** To do **
Among the entries below, find the lines with "derive" and copy them.

::: Given entries

//! SeaORM entities for the FusionFlow data model.
//!
//! Every table keyed by a UUID v4 primary key assigned in
//! `ActiveModelBehavior::before_save` so callers never have to
//! allocate ids themselves.

pub mod audit_log;
pub mod cost_breakdown;
pub mod customs_entry;
pub mod document;
pub mod notification;
pub mod order;
pub mod project;
pub mod shipment;
pub mod shipment_status_history;
pub mod supplier;
pub mod supplier_performance;
pub mod system_setting;
pub mod user;
use sea_orm_migration::prelude::*;

#[derive(DeriveMigrationName)]
pub struct Migration;

#[async_trait::async_trait]
impl MigrationTrait for Migration {
    async fn up(&self, manager: &SchemaManager) -> Result<(), DbErr> {
        manager
            .create_table(
                Table::create()
                    .table(SupplierPerformance::Table)
                    .if_not_exists()
                    .col(
                        ColumnDef::new(SupplierPerformance::Id)
                            .uuid()
                            .not_null()
                            .primary_key(),
                    )
                    .col(
                        ColumnDef::new(SupplierPerformance::SupplierId)
                            .uuid()
                            .not_null(),
                    )
                    .col(
                        ColumnDef::new(SupplierPerformance::Period)
                            .string_len(7)
                            .not_null(),
                    )
                    .col(ColumnDef::new(SupplierPerformance::OnTimeDeliveryRate).decimal_len(5, 2))
                    .col(ColumnDef::new(SupplierPerformance::QualityScore).decimal_len(5, 2))
                    .col(ColumnDef::new(SupplierPerformance::ResponsivenessScore).decimal_len(5, 2))
                    .col(ColumnDef::new(SupplierPerformance::OverallScore).decimal_len(5, 2))
                    .col(ColumnDef::new(SupplierPerformance::Notes).text())
                    .col(
                        ColumnDef::new(SupplierPerformance::CreatedAt)
                            .timestamp_with_time_zone()
                            .not_null(),
                    )
                    .foreign_key(
                        ForeignKey::create()
                            .name("fk_supplier_performance_supplier")
                            .from(SupplierPerformance::Table, SupplierPerformance::SupplierId)
                            .to(Suppliers::Table, Suppliers::Id)
                            .on_delete(ForeignKeyAction::Cascade),
                    )
                    .to_owned(),
            )
            .await?;

        manager
            .create_index(
                Index::create()
                    .name("idx_supplier_performance_supplier_period")
                    .table(SupplierPerformance::Table)
                    .col(SupplierPerformance::SupplierId)
                    .col(SupplierPerformance::Period)
                    .unique()
                    .to_owned(),
            )
            .await
    }

    async fn down(&self, manager: &SchemaManager) -> Result<(), DbErr> {
        manager
            .drop_table(Table::drop().table(SupplierPerformance::Table).to_owned())
            .await
    }
}

#[derive(DeriveIden)]
enum SupplierPerformance {
    Table,
    Id,
    SupplierId,
    Period,
    OnTimeDeliveryRate,
    QualityScore,
    ResponsivenessScore,
    OverallScore,
    Notes,
    CreatedAt,
}

#[derive(DeriveIden)]
enum Suppliers {
    Table,
    Id,
}
use crate::{
    auth::CurrentUser,
    db::DbPool,
    entities::system_setting::{self, ActiveModel as SettingActiveModel, Entity as SettingEntity},
    errors::ServiceError,
};
use chrono::Utc;
use sea_orm::{ActiveModelTrait, ColumnTrait, EntityTrait, QueryFilter, QueryOrder, Set};
use serde::{Deserialize, Serialize};
use std::sync::Arc;
use tracing::{info, instrument};
use utoipa::ToSchema;

#[derive(Debug, Serialize, Deserialize, ToSchema)]
#[serde(deny_unknown_fields)]
pub struct UpsertSettingRequest {
    pub value: String,
    pub description: Option<String>,
}

/// Key-value system settings. Writes are admin-gated at the service
/// boundary so every route that reaches this code path is covered.
#[derive(Clone)]
pub struct SettingsService {
    db_pool: Arc<DbPool>,
}

impl SettingsService {
    pub fn new(db_pool: Arc<DbPool>) -> Self {
        Self { db_pool }
    }

    #[instrument(skip(self))]
    pub async fn get(&self, key: &str) -> Result<system_setting::Model, ServiceError> {
        let db = &*self.db_pool;
        SettingEntity::find()
            .filter(system_setting::Column::Key.eq(key))
            .one(db)
            .await
            .map_err(ServiceError::DatabaseError)?
            .ok_or_else(|| ServiceError::NotFound(format!("No setting named '{key}'")))
    }

    #[instrument(skip(self))]
    pub async fn list(&self) -> Result<Vec<system_setting::Model>, ServiceError> {
        let db = &*self.db_pool;
        SettingEntity::find()
            .order_by_asc(system_setting::Column::Key)
            .all(db)
            .await
            .map_err(ServiceError::DatabaseError)
    }

    /// Creates or overwrites a setting, stamping who changed it.
    #[instrument(skip(self, request, actor), fields(actor = %actor.username))]
    pub async fn upsert(
        &self,
        key: &str,
        request: UpsertSettingRequest,
        actor: &CurrentUser,
    ) -> Result<system_setting::Model, ServiceError> {
        actor.require_admin()?;
        if key.trim().is_empty() {
            return Err(ServiceError::ValidationError(
                "setting key must not be empty".into(),
            ));
        }

        let db = &*self.db_pool;
        let existing = SettingEntity::find()
            .filter(system_setting::Column::Key.eq(key))
            .one(db)
            .await
            .map_err(ServiceError::DatabaseError)?;

        let updated = match existing {
            Some(model) => {
                let mut active: SettingActiveModel = model.into();
                active.value = Set(request.value);
                if let Some(description) = request.description {
                    active.description = Set(Some(description));
                }
                active.updated_by = Set(Some(actor.username.clone()));
                active.updated_at = Set(Utc::now());
                active.update(db).await.map_err(ServiceError::DatabaseError)?
            }
            None => {
                SettingActiveModel {
                    key: Set(key.to_string()),
                    value: Set(request.value),
                    description: Set(request.description),
                    updated_by: Set(Some(actor.username.clone())),
                    ..Default::default()
                }
                .insert(db)
                .await
                .map_err(ServiceError::DatabaseError)?
            }
        };

        info!(key = %key, "setting upserted");
        Ok(updated)
    }
}

#[cfg(test)]
mod tests {
    use super::*;
    use sea_orm::Database;
    use sea_orm_migration::MigratorTrait;
    use uuid::Uuid;

    async fn setup() -> SettingsService {
        let db = Database::connect("sqlite::memory:")
            .await
            .expect("sqlite connection");
        migrations::Migrator::up(&db, None)
            .await
            .expect("migrations");
        SettingsService::new(Arc::new(db))
    }

    fn admin() -> CurrentUser {
        CurrentUser {
            user_id: Uuid::new_v4(),
            username: "root".into(),
            full_name: "Root Admin".into(),
            role: "admin".into(),
        }
    }

    #[tokio::test]
    async fn upsert_creates_then_overwrites() {
        let service = setup().await;
        let admin = admin();

        let created = service
            .upsert(
                "default_incoterm",
                UpsertSettingRequest {
                    value: "CIF".into(),
                    description: Some("Applied to new orders".into()),
                },
                &admin,
            )
            .await
            .unwrap();
        assert_eq!(created.value, "CIF");
        assert_eq!(created.updated_by.as_deref(), Some("root"));

        let overwritten = service
            .upsert(
                "default_incoterm",
                UpsertSettingRequest {
                    value: "FOB".into(),
                    description: None,
                },
                &admin,
            )
            .await
            .unwrap();
        assert_eq!(overwritten.id, created.id);
        assert_eq!(overwritten.value, "FOB");
        assert_eq!(
            overwritten.description.as_deref(),
            Some("Applied to new orders")
        );

        assert_eq!(service.list().await.unwrap().len(), 1);
    }

    #[tokio::test]
    async fn writes_are_admin_only() {
        let service = setup().await;
        let user = CurrentUser {
            role: "manager".into(),
            ..admin()
        };
        let err = service
            .upsert(
                "k",
                UpsertSettingRequest {
                    value: "v".into(),
                    description: None,
                },
                &user,
            )
            .await
            .unwrap_err();
        assert!(matches!(err, ServiceError::Forbidden(_)));
    }

    #[tokio::test]
    async fn missing_key_is_not_found() {
        let service = setup().await;
        let err = service.get("nope").await.unwrap_err();
        assert!(matches!(err, ServiceError::NotFound(_)));
    }
}
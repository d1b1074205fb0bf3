//! Minimum reaction time trap.

use super::TrapHit;

/// Confidence of an action completed faster than a person could.
pub const TIMING_CONFIDENCE: u8 = 70;

/// Flags an action completed faster than the configured floor.
#[derive(Debug, Clone)]
pub struct TimingTrap {
    min_ms: f64,
    started_at: Option<f64>,
}

impl TimingTrap {
    pub fn new(min_ms: f64) -> Self {
        Self {
            min_ms,
            started_at: None,
        }
    }

    /// Mark the baseline. Restarting replaces the previous baseline.
    pub fn start(&mut self, now: f64, min_ms: f64) {
        self.min_ms = min_ms;
        self.started_at = Some(now);
    }

    pub fn is_pending(&self) -> bool {
        self.started_at.is_some()
    }

    /// Complete the action. Disarms the trap whether or not it fires.
    pub fn check(&mut self, now: f64, action: &str) -> Option<TrapHit> {
        let start = self.started_at.take()?;
        let elapsed = now - start;
        (elapsed < self.min_ms).then(|| {
            TrapHit::new(
                TIMING_CONFIDENCE,
                format!(
                    "{} completed in {:.0}ms (floor {:.0}ms)",
                    action, elapsed, self.min_ms
                ),
            )
        })
    }
}

#[cfg(test)]
mod tests {
    use super::*;

    #[test]
    fn test_not_started() {
        let mut trap = TimingTrap::new(500.0);
        assert!(!trap.is_pending());
        assert!(trap.check(10.0, "submit").is_none());
    }

    #[test]
    fn test_too_fast() {
        let mut trap = TimingTrap::new(500.0);
        trap.start(1000.0, 500.0);
        let hit = trap.check(1150.0, "submit").unwrap();
        assert_eq!(hit.confidence, 70);
        assert_eq!(hit.details, "submit completed in 150ms (floor 500ms)");
        assert!(!trap.is_pending());
    }

    #[test]
    fn test_at_floor_passes() {
        let mut trap = TimingTrap::new(500.0);
        trap.start(0.0, 500.0);
        assert!(trap.check(500.0, "submit").is_none());
    }

    #[test]
    fn test_restart_moves_baseline() {
        let mut trap = TimingTrap::new(200.0);
        trap.start(0.0, 200.0);
        trap.start(1000.0, 200.0);
        assert!(trap.check(1100.0, "step").is_some());
    }
}
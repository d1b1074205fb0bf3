//! Shield: per-session bot/human classification
//!
//! Fuses several independent signals into one verdict that never fails to
//! resolve.
//!
//! # Signals
//!
//! - Temporal entropy of interaction timing
//! - Rendering backend fingerprint from a timed micro-benchmark
//! - Honeypot traps invisible to people (decoy field, invisible link, timing,
//!   navigation sequence, JS execution, click placement)
//! - Pointer movement as a behavioral signal
//!
//! # Example
//!
//! ```ignore
//! use shield_bot_detection::{Environment, InputEvent, Shield, ShieldConfig};
//!
//! let mut shield = Shield::new(ShieldConfig::default(), Environment::headless());
//! shield.initialize();
//! shield.handle_input(InputEvent::PointerMove { x: 120.0, y: 48.0 });
//!
//! let verdict = shield.analyze().await;
//! println!("{} ({})", verdict.verdict, verdict.confidence);
//! ```

pub mod clock;
pub mod config;
pub mod detectors;
pub mod environment;
pub mod error;
pub mod registry;
pub mod replay;
pub mod score;
pub mod shield;
pub mod traps;

pub use clock::{Clock, ManualClock, MonotonicClock};
pub use config::ShieldConfig;
pub use environment::{Capabilities, Environment, EnvironmentDescriptor};
pub use error::ShieldError;
pub use registry::SessionRegistry;
pub use score::{CategoryScores, QuickVerdict, Verdict, VerdictKind};
pub use shield::{InputEvent, Lifecycle, Shield};
pub use traps::{HoneypotState, TrapEvent, TrapType};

::::::

** Solution to the problem **
#[derive(DeriveMigrationName)]
#[derive(DeriveIden)]
#[derive(DeriveIden)]
#[derive(Debug, Serialize, Deserialize, ToSchema)]
#[derive(Clone)]
#[derive(Debug, Clone)]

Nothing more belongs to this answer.